■ **Task directions**
All of the lines below should be output exactly as shown.

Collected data

◇ ◇ ◇ ◇ ◇

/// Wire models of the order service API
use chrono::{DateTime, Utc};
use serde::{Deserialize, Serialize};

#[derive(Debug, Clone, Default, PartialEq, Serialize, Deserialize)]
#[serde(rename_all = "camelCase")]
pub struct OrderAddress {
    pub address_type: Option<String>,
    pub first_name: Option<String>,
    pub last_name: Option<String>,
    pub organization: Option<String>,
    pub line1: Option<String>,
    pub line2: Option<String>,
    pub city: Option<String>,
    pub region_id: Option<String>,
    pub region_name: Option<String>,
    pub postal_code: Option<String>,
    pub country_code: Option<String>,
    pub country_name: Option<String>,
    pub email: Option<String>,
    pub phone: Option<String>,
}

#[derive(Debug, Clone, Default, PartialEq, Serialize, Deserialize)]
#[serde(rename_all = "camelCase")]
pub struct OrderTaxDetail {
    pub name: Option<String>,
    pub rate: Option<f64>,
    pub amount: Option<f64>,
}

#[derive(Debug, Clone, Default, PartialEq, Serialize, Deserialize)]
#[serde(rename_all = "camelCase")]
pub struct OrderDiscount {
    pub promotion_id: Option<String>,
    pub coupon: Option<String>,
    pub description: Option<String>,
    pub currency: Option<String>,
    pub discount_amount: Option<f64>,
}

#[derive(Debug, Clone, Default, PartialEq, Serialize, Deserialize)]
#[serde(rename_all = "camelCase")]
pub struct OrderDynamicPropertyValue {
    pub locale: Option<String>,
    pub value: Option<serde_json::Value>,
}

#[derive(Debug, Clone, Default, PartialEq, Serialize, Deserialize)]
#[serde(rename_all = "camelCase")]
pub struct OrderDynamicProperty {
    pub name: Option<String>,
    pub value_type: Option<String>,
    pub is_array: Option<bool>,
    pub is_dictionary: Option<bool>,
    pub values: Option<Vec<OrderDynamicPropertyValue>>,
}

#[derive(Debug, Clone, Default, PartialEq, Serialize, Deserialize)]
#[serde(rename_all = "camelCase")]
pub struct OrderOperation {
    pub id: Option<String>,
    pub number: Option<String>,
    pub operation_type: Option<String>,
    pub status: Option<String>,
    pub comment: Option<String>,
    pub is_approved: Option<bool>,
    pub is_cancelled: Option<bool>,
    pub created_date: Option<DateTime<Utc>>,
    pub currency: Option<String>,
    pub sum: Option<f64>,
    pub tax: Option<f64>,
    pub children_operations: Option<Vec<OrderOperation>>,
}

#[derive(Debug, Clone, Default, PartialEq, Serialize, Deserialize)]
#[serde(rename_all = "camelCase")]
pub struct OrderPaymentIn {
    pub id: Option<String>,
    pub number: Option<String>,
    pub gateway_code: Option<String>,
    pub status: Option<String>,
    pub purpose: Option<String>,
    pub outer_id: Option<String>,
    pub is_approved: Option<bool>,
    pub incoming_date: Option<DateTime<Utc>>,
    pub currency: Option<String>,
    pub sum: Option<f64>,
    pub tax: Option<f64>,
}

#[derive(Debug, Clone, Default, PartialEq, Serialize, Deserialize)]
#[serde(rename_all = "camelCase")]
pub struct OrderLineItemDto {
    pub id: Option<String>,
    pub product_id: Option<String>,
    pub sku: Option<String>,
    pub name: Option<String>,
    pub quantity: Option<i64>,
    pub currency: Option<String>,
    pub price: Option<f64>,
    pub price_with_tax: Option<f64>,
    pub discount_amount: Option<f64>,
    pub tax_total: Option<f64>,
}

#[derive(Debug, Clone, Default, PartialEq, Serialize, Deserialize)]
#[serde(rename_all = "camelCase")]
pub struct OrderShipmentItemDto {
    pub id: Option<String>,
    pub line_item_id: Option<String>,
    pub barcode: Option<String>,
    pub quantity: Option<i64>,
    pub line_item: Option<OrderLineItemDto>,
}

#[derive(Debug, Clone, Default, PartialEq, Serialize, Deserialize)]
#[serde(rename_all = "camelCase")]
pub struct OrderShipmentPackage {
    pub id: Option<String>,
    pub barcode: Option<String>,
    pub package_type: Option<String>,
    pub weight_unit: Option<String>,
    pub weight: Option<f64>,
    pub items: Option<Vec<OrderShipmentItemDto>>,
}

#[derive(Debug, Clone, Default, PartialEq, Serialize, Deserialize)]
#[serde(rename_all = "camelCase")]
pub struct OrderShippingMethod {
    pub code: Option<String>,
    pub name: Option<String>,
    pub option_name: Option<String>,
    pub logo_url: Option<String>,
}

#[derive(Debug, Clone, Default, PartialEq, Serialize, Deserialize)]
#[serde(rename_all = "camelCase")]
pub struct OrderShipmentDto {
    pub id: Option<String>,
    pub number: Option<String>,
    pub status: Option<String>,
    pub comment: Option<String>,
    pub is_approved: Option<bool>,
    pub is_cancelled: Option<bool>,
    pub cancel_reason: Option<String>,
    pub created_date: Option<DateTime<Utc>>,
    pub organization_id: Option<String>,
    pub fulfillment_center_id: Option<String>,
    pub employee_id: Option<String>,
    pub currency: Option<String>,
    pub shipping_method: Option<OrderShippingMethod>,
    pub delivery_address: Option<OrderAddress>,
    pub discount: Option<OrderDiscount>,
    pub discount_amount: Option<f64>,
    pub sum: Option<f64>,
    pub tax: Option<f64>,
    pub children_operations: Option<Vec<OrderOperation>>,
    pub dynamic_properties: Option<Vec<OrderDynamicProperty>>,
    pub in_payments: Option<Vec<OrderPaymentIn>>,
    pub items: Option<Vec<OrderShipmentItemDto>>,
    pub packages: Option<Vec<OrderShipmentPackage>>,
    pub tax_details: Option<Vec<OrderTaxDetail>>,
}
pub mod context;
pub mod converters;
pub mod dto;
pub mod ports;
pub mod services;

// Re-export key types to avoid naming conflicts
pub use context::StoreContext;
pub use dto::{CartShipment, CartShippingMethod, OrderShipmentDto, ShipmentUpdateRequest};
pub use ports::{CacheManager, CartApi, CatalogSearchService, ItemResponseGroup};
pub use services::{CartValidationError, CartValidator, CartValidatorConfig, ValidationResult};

◇ ◇ ◇ ◇ ◇

■ **Answer to this problem**
/// Wire models of the order service API
use chrono::{DateTime, Utc};
use serde::{Deserialize, Serialize};

#[derive(Debug, Clone, Default, PartialEq, Serialize, Deserialize)]
#[serde(rename_all = "camelCase")]
pub struct OrderAddress {
    pub address_type: Option<String>,
    pub first_name: Option<String>,
    pub last_name: Option<String>,
    pub organization: Option<String>,
    pub line1: Option<String>,
    pub line2: Option<String>,
    pub city: Option<String>,
    pub region_id: Option<String>,
    pub region_name: Option<String>,
    pub postal_code: Option<String>,
    pub country_code: Option<String>,
    pub country_name: Option<String>,
    pub email: Option<String>,
    pub phone: Option<String>,
}

#[derive(Debug, Clone, Default, PartialEq, Serialize, Deserialize)]
#[serde(rename_all = "camelCase")]
pub struct OrderTaxDetail {
    pub name: Option<String>,
    pub rate: Option<f64>,
    pub amount: Option<f64>,
}

#[derive(Debug, Clone, Default, PartialEq, Serialize, Deserialize)]
#[serde(rename_all = "camelCase")]
pub struct OrderDiscount {
    pub promotion_id: Option<String>,
    pub coupon: Option<String>,
    pub description: Option<String>,
    pub currency: Option<String>,
    pub discount_amount: Option<f64>,
}

#[derive(Debug, Clone, Default, PartialEq, Serialize, Deserialize)]
#[serde(rename_all = "camelCase")]
pub struct OrderDynamicPropertyValue {
    pub locale: Option<String>,
    pub value: Option<serde_json::Value>,
}

#[derive(Debug, Clone, Default, PartialEq, Serialize, Deserialize)]
#[serde(rename_all = "camelCase")]
pub struct OrderDynamicProperty {
    pub name: Option<String>,
    pub value_type: Option<String>,
    pub is_array: Option<bool>,
    pub is_dictionary: Option<bool>,
    pub values: Option<Vec<OrderDynamicPropertyValue>>,
}

#[derive(Debug, Clone, Default, PartialEq, Serialize, Deserialize)]
#[serde(rename_all = "camelCase")]
pub struct OrderOperation {
    pub id: Option<String>,
    pub number: Option<String>,
    pub operation_type: Option<String>,
    pub status: Option<String>,
    pub comment: Option<String>,
    pub is_approved: Option<bool>,
    pub is_cancelled: Option<bool>,
    pub created_date: Option<DateTime<Utc>>,
    pub currency: Option<String>,
    pub sum: Option<f64>,
    pub tax: Option<f64>,
    pub children_operations: Option<Vec<OrderOperation>>,
}

#[derive(Debug, Clone, Default, PartialEq, Serialize, Deserialize)]
#[serde(rename_all = "camelCase")]
pub struct OrderPaymentIn {
    pub id: Option<String>,
    pub number: Option<String>,
    pub gateway_code: Option<String>,
    pub status: Option<String>,
    pub purpose: Option<String>,
    pub outer_id: Option<String>,
    pub is_approved: Option<bool>,
    pub incoming_date: Option<DateTime<Utc>>,
    pub currency: Option<String>,
    pub sum: Option<f64>,
    pub tax: Option<f64>,
}

#[derive(Debug, Clone, Default, PartialEq, Serialize, Deserialize)]
#[serde(rename_all = "camelCase")]
pub struct OrderLineItemDto {
    pub id: Option<String>,
    pub product_id: Option<String>,
    pub sku: Option<String>,
    pub name: Option<String>,
    pub quantity: Option<i64>,
    pub currency: Option<String>,
    pub price: Option<f64>,
    pub price_with_tax: Option<f64>,
    pub discount_amount: Option<f64>,
    pub tax_total: Option<f64>,
}

#[derive(Debug, Clone, Default, PartialEq, Serialize, Deserialize)]
#[serde(rename_all = "camelCase")]
pub struct OrderShipmentItemDto {
    pub id: Option<String>,
    pub line_item_id: Option<String>,
    pub barcode: Option<String>,
    pub quantity: Option<i64>,
    pub line_item: Option<OrderLineItemDto>,
}

#[derive(Debug, Clone, Default, PartialEq, Serialize, Deserialize)]
#[serde(rename_all = "camelCase")]
pub struct OrderShipmentPackage {
    pub id: Option<String>,
    pub barcode: Option<String>,
    pub package_type: Option<String>,
    pub weight_unit: Option<String>,
    pub weight: Option<f64>,
    pub items: Option<Vec<OrderShipmentItemDto>>,
}

#[derive(Debug, Clone, Default, PartialEq, Serialize, Deserialize)]
#[serde(rename_all = "camelCase")]
pub struct OrderShippingMethod {
    pub code: Option<String>,
    pub name: Option<String>,
    pub option_name: Option<String>,
    pub logo_url: Option<String>,
}

#[derive(Debug, Clone, Default, PartialEq, Serialize, Deserialize)]
#[serde(rename_all = "camelCase")]
pub struct OrderShipmentDto {
    pub id: Option<String>,
    pub number: Option<String>,
    pub status: Option<String>,
    pub comment: Option<String>,
    pub is_approved: Option<bool>,
    pub is_cancelled: Option<bool>,
    pub cancel_reason: Option<String>,
    pub created_date: Option<DateTime<Utc>>,
    pub organization_id: Option<String>,
    pub fulfillment_center_id: Option<String>,
    pub employee_id: Option<String>,
    pub currency: Option<String>,
    pub shipping_method: Option<OrderShippingMethod>,
    pub delivery_address: Option<OrderAddress>,
    pub discount: Option<OrderDiscount>,
    pub discount_amount: Option<f64>,
    pub sum: Option<f64>,
    pub tax: Option<f64>,
    pub children_operations: Option<Vec<OrderOperation>>,
    pub dynamic_properties: Option<Vec<OrderDynamicProperty>>,
    pub in_payments: Option<Vec<OrderPaymentIn>>,
    pub items: Option<Vec<OrderShipmentItemDto>>,
    pub packages: Option<Vec<OrderShipmentPackage>>,
    pub tax_details: Option<Vec<OrderTaxDetail>>,
}
pub mod context;
pub mod converters;
pub mod dto;
pub mod ports;
pub mod services;

// Re-export key types to avoid naming conflicts
pub use context::StoreContext;
pub use dto::{CartShipment, CartShippingMethod, OrderShipmentDto, ShipmentUpdateRequest};
pub use ports::{CacheManager, CartApi, CatalogSearchService, ItemResponseGroup};
pub use services::{CartValidationError, CartValidator, CartValidatorConfig, ValidationResult};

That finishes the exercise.